## SOURCE DATA
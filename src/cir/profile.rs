//! CIR profile produced for one transmission frame

/// Delay profile of one transmission frame
///
/// `magnitudes[d]` is the correlation coefficient magnitude at delay `d`
/// divided by the summed sample magnitude of the source frame.
#[derive(Debug, Clone, PartialEq)]
pub struct CirProfile {
    magnitudes: Vec<f32>,
    coefficients: Vec<f32>,
    /// Sum of |x| over the frame
    pub frame_power: f64,
    /// Detected NULL symbol start within the frame
    pub null_index: usize,
    /// Index where the delay-0 correlation window starts
    pub corr_start: usize,
}

impl CirProfile {
    /// Build a profile from raw coefficients, normalizing by `frame_power`
    ///
    /// A frame without energy keeps its coefficients unscaled (they are all zero).
    pub fn new(coefficients: Vec<f32>, frame_power: f64, null_index: usize, corr_start: usize) -> Self {
        let magnitudes = if frame_power > 0.0 {
            coefficients
                .iter()
                .map(|&c| (c as f64 / frame_power) as f32)
                .collect()
        } else {
            coefficients.clone()
        };

        Self {
            magnitudes,
            coefficients,
            frame_power,
            null_index,
            corr_start,
        }
    }

    /// Power-normalized magnitude per delay
    pub fn magnitudes(&self) -> &[f32] {
        &self.magnitudes
    }

    /// Correlation coefficient magnitude per delay, before power normalization
    pub fn coefficients(&self) -> &[f32] {
        &self.coefficients
    }

    /// Number of delays
    pub fn len(&self) -> usize {
        self.magnitudes.len()
    }

    pub fn is_empty(&self) -> bool {
        self.magnitudes.is_empty()
    }

    /// Delay and magnitude of the strongest component
    pub fn peak(&self) -> Option<(usize, f32)> {
        self.magnitudes
            .iter()
            .copied()
            .enumerate()
            .max_by(|a, b| a.1.total_cmp(&b.1))
    }

    /// The `n` strongest delays, highest magnitude first
    pub fn strongest(&self, n: usize) -> Vec<(usize, f32)> {
        let mut ranked: Vec<(usize, f32)> = self.magnitudes.iter().copied().enumerate().collect();
        ranked.sort_by(|a, b| b.1.total_cmp(&a.1).then(a.0.cmp(&b.0)));
        ranked.truncate(n);
        ranked
    }
}
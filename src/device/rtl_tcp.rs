//! rtl_tcp client handshake
//!
//! The server greets with a 12-byte dongle header (`RTL0`, tuner type, gain
//! count) and accepts 5-byte commands: one opcode byte followed by a big-endian u32.

use std::io::{Read, Write};

use snafu::ResultExt;
use tracing::debug;

use super::{ConfigureSnafu, DeviceError, DeviceParams, HandshakeSnafu};

/// Magic at the start of the dongle header
pub const MAGIC: &[u8; 4] = b"RTL0";

/// Length of the dongle header
pub const HEADER_LEN: usize = 12;

const CMD_SET_FREQUENCY: u8 = 0x01;
const CMD_SET_SAMPLE_RATE: u8 = 0x02;
const CMD_SET_GAIN_MODE: u8 = 0x03;
const CMD_SET_GAIN: u8 = 0x04;

/// Dongle description sent by the server
#[derive(Debug, Clone, Copy, PartialEq, Eq)]
pub struct DongleInfo {
    pub tuner_type: u32,
    pub gain_count: u32,
}

/// Encode one rtl_tcp command
pub fn command(opcode: u8, value: u32) -> [u8; 5] {
    let v = value.to_be_bytes();
    [opcode, v[0], v[1], v[2], v[3]]
}

/// Read and check the dongle header
pub fn read_header<R: Read>(stream: &mut R) -> Result<DongleInfo, DeviceError> {
    let mut header = [0u8; HEADER_LEN];
    stream.read_exact(&mut header).context(HandshakeSnafu)?;

    if &header[..4] != MAGIC {
        return Err(DeviceError::BadMagic {
            found: [header[0], header[1], header[2], header[3]],
        });
    }

    Ok(DongleInfo {
        tuner_type: u32::from_be_bytes([header[4], header[5], header[6], header[7]]),
        gain_count: u32::from_be_bytes([header[8], header[9], header[10], header[11]]),
    })
}

/// Tune the dongle: sample rate, frequency, manual gain
pub fn configure<W: Write>(stream: &mut W, params: &DeviceParams) -> Result<(), DeviceError> {
    let commands = [
        command(CMD_SET_SAMPLE_RATE, params.sample_rate_hz),
        command(CMD_SET_FREQUENCY, params.frequency_hz),
        command(CMD_SET_GAIN_MODE, 1),
        command(CMD_SET_GAIN, params.gain_tenths_db),
    ];
    for cmd in &commands {
        stream.write_all(cmd).context(ConfigureSnafu)?;
    }
    stream.flush().context(ConfigureSnafu)?;

    debug!(
        frequency_hz = params.frequency_hz,
        sample_rate_hz = params.sample_rate_hz,
        gain_tenths_db = params.gain_tenths_db,
        "rtl_tcp configured"
    );
    Ok(())
}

## TASK BRIEF
What you give back must match the records word for word.

## ANSWER BELOW
filename src/cir/profile.rs
//! CIR profile produced for one transmission frame

/// Delay profile of one transmission frame
///
/// `magnitudes[d]` is the correlation coefficient magnitude at delay `d`
/// divided by the summed sample magnitude of the source frame.
#[derive(Debug, Clone, PartialEq)]
pub struct CirProfile {
    magnitudes: Vec<f32>,
    coefficients: Vec<f32>,
    /// Sum of |x| over the frame
    pub frame_power: f64,
    /// Detected NULL symbol start within the frame
    pub null_index: usize,
    /// Index where the delay-0 correlation window starts
    pub corr_start: usize,
}

impl CirProfile {
    /// Build a profile from raw coefficients, normalizing by `frame_power`
    ///
    /// A frame without energy keeps its coefficients unscaled (they are all zero).
    pub fn new(coefficients: Vec<f32>, frame_power: f64, null_index: usize, corr_start: usize) -> Self {
        let magnitudes = if frame_power > 0.0 {
            coefficients
                .iter()
                .map(|&c| (c as f64 / frame_power) as f32)
                .collect()
        } else {
            coefficients.clone()
        };

        Self {
            magnitudes,
            coefficients,
            frame_power,
            null_index,
            corr_start,
        }
    }

    /// Power-normalized magnitude per delay
    pub fn magnitudes(&self) -> &[f32] {
        &self.magnitudes
    }

    /// Correlation coefficient magnitude per delay, before power normalization
    pub fn coefficients(&self) -> &[f32] {
        &self.coefficients
    }

    /// Number of delays
    pub fn len(&self) -> usize {
        self.magnitudes.len()
    }

    pub fn is_empty(&self) -> bool {
        self.magnitudes.is_empty()
    }

    /// Delay and magnitude of the strongest component
    pub fn peak(&self) -> Option<(usize, f32)> {
        self.magnitudes
            .iter()
            .copied()
            .enumerate()
            .max_by(|a, b| a.1.total_cmp(&b.1))
    }

    /// The `n` strongest delays, highest magnitude first
    pub fn strongest(&self, n: usize) -> Vec<(usize, f32)> {
        let mut ranked: Vec<(usize, f32)> = self.magnitudes.iter().copied().enumerate().collect();
        ranked.sort_by(|a, b| b.1.total_cmp(&a.1).then(a.0.cmp(&b.0)));
        ranked.truncate(n);
        ranked
    }
}
filename src/device/rtl_tcp.rs
//! rtl_tcp client handshake
//!
//! The server greets with a 12-byte dongle header (`RTL0`, tuner type, gain
//! count) and accepts 5-byte commands: one opcode byte followed by a big-endian u32.

use std::io::{Read, Write};

use snafu::ResultExt;
use tracing::debug;

use super::{ConfigureSnafu, DeviceError, DeviceParams, HandshakeSnafu};

/// Magic at the start of the dongle header
pub const MAGIC: &[u8; 4] = b"RTL0";

/// Length of the dongle header
pub const HEADER_LEN: usize = 12;

const CMD_SET_FREQUENCY: u8 = 0x01;
const CMD_SET_SAMPLE_RATE: u8 = 0x02;
const CMD_SET_GAIN_MODE: u8 = 0x03;
const CMD_SET_GAIN: u8 = 0x04;

/// Dongle description sent by the server
#[derive(Debug, Clone, Copy, PartialEq, Eq)]
pub struct DongleInfo {
    pub tuner_type: u32,
    pub gain_count: u32,
}

/// Encode one rtl_tcp command
pub fn command(opcode: u8, value: u32) -> [u8; 5] {
    let v = value.to_be_bytes();
    [opcode, v[0], v[1], v[2], v[3]]
}

/// Read and check the dongle header
pub fn read_header<R: Read>(stream: &mut R) -> Result<DongleInfo, DeviceError> {
    let mut header = [0u8; HEADER_LEN];
    stream.read_exact(&mut header).context(HandshakeSnafu)?;

    if &header[..4] != MAGIC {
        return Err(DeviceError::BadMagic {
            found: [header[0], header[1], header[2], header[3]],
        });
    }

    Ok(DongleInfo {
        tuner_type: u32::from_be_bytes([header[4], header[5], header[6], header[7]]),
        gain_count: u32::from_be_bytes([header[8], header[9], header[10], header[11]]),
    })
}

/// Tune the dongle: sample rate, frequency, manual gain
pub fn configure<W: Write>(stream: &mut W, params: &DeviceParams) -> Result<(), DeviceError> {
    let commands = [
        command(CMD_SET_SAMPLE_RATE, params.sample_rate_hz),
        command(CMD_SET_FREQUENCY, params.frequency_hz),
        command(CMD_SET_GAIN_MODE, 1),
        command(CMD_SET_GAIN, params.gain_tenths_db),
    ];
    for cmd in &commands {
        stream.write_all(cmd).context(ConfigureSnafu)?;
    }
    stream.flush().context(ConfigureSnafu)?;

    debug!(
        frequency_hz = params.frequency_hz,
        sample_rate_hz = params.sample_rate_hz,
        gain_tenths_db = params.gain_tenths_db,
        "rtl_tcp configured"
    );
    Ok(())
}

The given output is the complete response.